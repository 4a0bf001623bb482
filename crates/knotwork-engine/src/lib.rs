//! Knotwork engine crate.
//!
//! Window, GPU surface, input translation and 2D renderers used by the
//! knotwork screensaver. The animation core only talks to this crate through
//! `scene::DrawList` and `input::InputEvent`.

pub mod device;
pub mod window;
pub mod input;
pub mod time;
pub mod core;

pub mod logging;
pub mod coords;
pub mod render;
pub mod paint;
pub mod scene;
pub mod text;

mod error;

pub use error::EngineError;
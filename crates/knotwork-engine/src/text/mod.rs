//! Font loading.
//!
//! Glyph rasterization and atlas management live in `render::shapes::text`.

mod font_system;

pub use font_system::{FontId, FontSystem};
____________________
Print every record exactly as it was given.

**Task result**
repository 4a0bf001623bb482
filename crates/knotwork-engine/src/lib.rs
//! Knotwork engine crate.
//!
//! Window, GPU surface, input translation and 2D renderers used by the
//! knotwork screensaver. The animation core only talks to this crate through
//! `scene::DrawList` and `input::InputEvent`.

pub mod device;
pub mod window;
pub mod input;
pub mod time;
pub mod core;

pub mod logging;
pub mod coords;
pub mod render;
pub mod paint;
pub mod scene;
pub mod text;

mod error;

pub use error::EngineError;
filename crates/knotwork-engine/src/text/mod.rs
//! Font loading.
//!
//! Glyph rasterization and atlas management live in `render::shapes::text`.

mod font_system;

pub use font_system::{FontId, FontSystem};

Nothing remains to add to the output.